[Saved entries]

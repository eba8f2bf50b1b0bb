// This Source Code Form is subject to the terms of the Mozilla Public
// License, v. 2.0. If a copy of the MPL was not distributed with this
// file, You can obtain one at http://mozilla.org/MPL/2.0/.

//! Error type for all scheduler-related errors. This should be the *only*
//! error enum that is publicly visible.

use thiserror::Error;

use crate::{config::ConfigError, scheduler::SchedulerLoopError, subcon::SubconError};

/// The *only* publicly visible error from this crate.
#[derive(Error, Debug)]
pub enum SchedulerError {
    /// An error encountered while validating or deserialising the session
    /// configuration.
    #[error("configuration error: {0}")]
    Config(#[from] ConfigError),

    /// An error encountered while the driver is stepping through the
    /// session; not recoverable locally or per-step.
    #[error("scheduler driver error: {0}")]
    Driver(#[from] SchedulerLoopError),

    /// An error surfaced from subcon construction that escaped local
    /// per-candidate recovery.
    #[error("subcon error: {0}")]
    Subcon(#[from] SubconError),

    /// A generic error that can't be clarified further, e.g. IO.
    #[error("{0}")]
    Generic(String),
}

impl From<std::io::Error> for SchedulerError {
    fn from(e: std::io::Error) -> Self {
        Self::Generic(e.to_string())
    }
}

§ What you are asked to do: Line count for the string "enum": please say how many lines in the entries above contain it, with no other words.

§ Exercise answer: 2